Vantagens e desvantagens
Se olharmos para todos estes projectos, os três pilares são sempre os mesmos: privacidade, liberdade e segurança. Isto é, a meu ver, aquilo que deve importar a qualquer cidadão. No entanto, na maioria, estes sistemas operativos não estão acessíveis a todos, porque o processo de instalação requer algum “jogo de cintura” – o Ubuntu Touch é aquele que tem vindo a simplificar mais este processo.
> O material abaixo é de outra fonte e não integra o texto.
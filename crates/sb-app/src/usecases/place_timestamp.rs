//! Use case: put an intake entry onto the board.

use tracing::{info, instrument};

use sb_core::board::{BoardError, Location};
use sb_core::ids::EntityId;

use crate::state::SharedWorkspace;

/// Where the user let go of the card.
#[derive(Debug, Clone, Copy, PartialEq)]
pub enum DropTarget {
    /// No pointer: let the board choose.
    Auto,
    /// Client-space pointer coordinates.
    Pointer { client_x: f64, client_y: f64 },
}

#[derive(Debug, thiserror::Error)]
pub enum PlaceTimestampError {
    #[error("timestamp not in intake: {0}")]
    NotInIntake(EntityId),

    #[error(transparent)]
    Board(#[from] BoardError),
}

/// Copy an intake entry onto the board. The intake keeps its entry.
pub struct PlaceTimestamp {
    workspace: SharedWorkspace,
}

impl PlaceTimestamp {
    pub fn new(workspace: SharedWorkspace) -> Self {
        Self { workspace }
    }

    #[instrument(name = "usecase.place_timestamp.execute", skip(self), fields(entity_id = %id))]
    pub async fn execute(
        &self,
        id: &EntityId,
        target: DropTarget,
    ) -> Result<Location, PlaceTimestampError> {
        let mut ws = self.workspace.lock().await;
        let entity = ws
            .intake
            .get(id)
            .cloned()
            .ok_or_else(|| PlaceTimestampError::NotInIntake(id.clone()))?;

        let location = match target {
            DropTarget::Auto => ws.board.place_new(entity)?,
            DropTarget::Pointer { client_x, client_y } => {
                ws.board.place_at_pointer(entity, client_x, client_y)?
            }
        };

        info!(%location, "Timestamp placed on board");
        Ok(location)
    }
}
O que acontece é que estas soluções não estão suficientemente maduras para estarem nas grandes superfícies comerciais como alternativa ao Android da Google, apesar de ser perfeitamente possível comprar um smartphone com um sistema livre instalado como o PureOs ou mesmo Ubuntu Touch.

Conclusão
Em troca de serviços, abrimos mão de um direito que todos temos: a é privacidade. A Google é uma das gigantes que tem conseguido fazer isso. Estes projectos têm como objectivo mudar esse cenário: dar poder de escolha ao utilizador e cada vez menos abdicar da privacidade, em troca de serviços.